Aggressive and antisocial behavior have persisted as significant social problems. In response, a voluminous amount of research has been generated in an attempt to discover the causes of such behavior. Previous studies have examined separately the role of perinatal biology in the etiology of violent criminal behavior and the etiology of Anti-Social Personality Disorder (ASP). This study brought together those two studies in order to test the hypothesis that violent behavior and ASP may result from different etiological factors. The two studies used Danish birth cohorts to examine both perinatal health and violent, aggressive, and antisocial behavior later in life.

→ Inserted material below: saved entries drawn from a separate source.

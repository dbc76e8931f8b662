//! Click/tap hit testing
//!
//! A click either lands on a live object (caught) or ends the session.

use glam::Vec2;
use serde::{Deserialize, Serialize};

use super::state::{CatchFlash, GameEvent, GameState, SessionSummary};
use super::tick::{advance_stage, end_session};

/// Result of a click/tap
#[derive(Debug, Clone, Copy, PartialEq, Serialize, Deserialize)]
pub enum InputOutcome {
    /// Session not running; nothing happened
    Ignored,
    /// An object was caught and removed
    Caught { id: u32, score: u64 },
    /// The click missed every object and ended the session
    Ended(SessionSummary),
}

/// Handle a click/tap at `pos` (play-area coordinates)
///
/// Objects are tested newest first so overlapping objects resolve to the
/// most recently spawned one.
pub fn handle_input(state: &mut GameState, pos: Vec2) -> InputOutcome {
    if !state.is_running() {
        return InputOutcome::Ignored;
    }

    let hit = state
        .objects
        .iter()
        .rposition(|o| state.object_bounds(o).contains_point(pos));

    let Some(index) = hit else {
        return InputOutcome::Ended(end_session(state));
    };

    let caught = state.objects.remove(index);
    state.score += state.tuning.catch_bonus;
    state.flashes.push(CatchFlash {
        lane: caught.lane,
        y: caught.y,
        remaining_ms: state.tuning.catch_flash_ms,
    });
    state.events.push(GameEvent::Caught {
        id: caught.id,
        lane: caught.lane,
        score: state.score,
    });
    advance_stage(state);

    InputOutcome::Caught {
        id: caught.id,
        score: state.score,
    }
}

#[cfg(test)]
mod tests {
    use super::*;
    use crate::sim::GamePhase;
    use crate::tuning::Tuning;

    fn running_state() -> GameState {
        let mut state = GameState::new(3, Tuning::default());
        state.phase = GamePhase::Running;
        state
    }

    #[test]
    fn test_hit_catches_object() {
        let mut state = running_state();
        let id = state.spawn_object(1);
        state.objects[0].y = 100.0;
        let center = state.object_bounds(&state.objects[0]).center();

        let outcome = handle_input(&mut state, center);
        assert_eq!(outcome, InputOutcome::Caught { id, score: 10 });
        assert_eq!(state.score, 10);
        assert!(state.objects.is_empty());
        assert!(state.is_running());
        assert_eq!(state.flashes.len(), 1);
        assert_eq!(state.flashes[0].lane, 1);
    }

    #[test]
    fn test_miss_ends_session_score_unchanged() {
        let mut state = running_state();
        state.score = 40;
        state.spawn_object(0);
        state.objects[0].y = 100.0;

        // Lane 3 is empty
        let outcome = handle_input(&mut state, Vec2::new(350.0, 130.0));
        match outcome {
            InputOutcome::Ended(summary) => {
                assert_eq!(summary.score, 40);
                assert_eq!(summary.stage, 1);
            }
            other => panic!("expected Ended, got {:?}", other),
        }
        assert!(state.is_over());
        assert_eq!(state.score, 40);
        assert!(state.objects.is_empty());
    }

    #[test]
    fn test_gap_between_object_and_lane_edge_is_a_miss() {
        let mut state = running_state();
        state.spawn_object(0);
        state.objects[0].y = 100.0;
        // Lane 0 spans x 0..100, object spans 10..90
        let outcome = handle_input(&mut state, Vec2::new(5.0, 130.0));
        assert!(matches!(outcome, InputOutcome::Ended(_)));
    }

    #[test]
    fn test_overlap_prefers_newest() {
        let mut state = running_state();
        let older = state.spawn_object(2);
        let newer = state.spawn_object(2);
        state.objects[0].y = 100.0;
        state.objects[1].y = 130.0;

        let outcome = handle_input(&mut state, Vec2::new(250.0, 150.0));
        assert_eq!(outcome, InputOutcome::Caught { id: newer, score: 10 });
        assert_eq!(state.objects.len(), 1);
        assert_eq!(state.objects[0].id, older);
    }

    #[test]
    fn test_input_ignored_when_not_running() {
        let mut state = GameState::new(3, Tuning::default());
        assert_eq!(handle_input(&mut state, Vec2::ZERO), InputOutcome::Ignored);
        assert_eq!(state.phase, GamePhase::NotStarted);

        state.phase = GamePhase::Over;
        assert_eq!(handle_input(&mut state, Vec2::ZERO), InputOutcome::Ignored);
    }

    #[test]
    fn test_catch_recomputes_stage() {
        let mut state = running_state();
        state.score = 90;
        state.spawn_object(0);
        let center = state.object_bounds(&state.objects[0]).center();
        handle_input(&mut state, center);
        assert_eq!(state.score, 100);
        assert_eq!(state.stage, 2);
        assert!((state.drop_speed - 2.3).abs() < 1e-5);
    }
}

In the first study data were gathered from 256 male subjects in a Danish perinatal study. This study indicated that birth complications were strongly related to violent criminal offending, especially to recidivistic offending. The second study sought to determine if there was a relationship between ASP and perinatal difficulties. Danish male subjects (N=94) were part of a study focusing on the comparative behavior of high- and low-risk boys. The results of the study suggested that ASP was unrelated to birth complications. The contrasting findings (positive findings of a relationship between perinatal factors and violent criminal behavior versus negative findings when the diagnosis of ASP is used) implies that ASP and violent criminal behavior may have different etiologies. Findings such as these studies suggest may result in a re-examination of the purpose and utility of a diagnosis such as Anti-Social Personality Disorder. (ABL)
Publication Type: Reports - Research; Information Analyses
Education Level: N/A
Authoring Institution: New Hampshire Univ., Durham. Family Research Lab.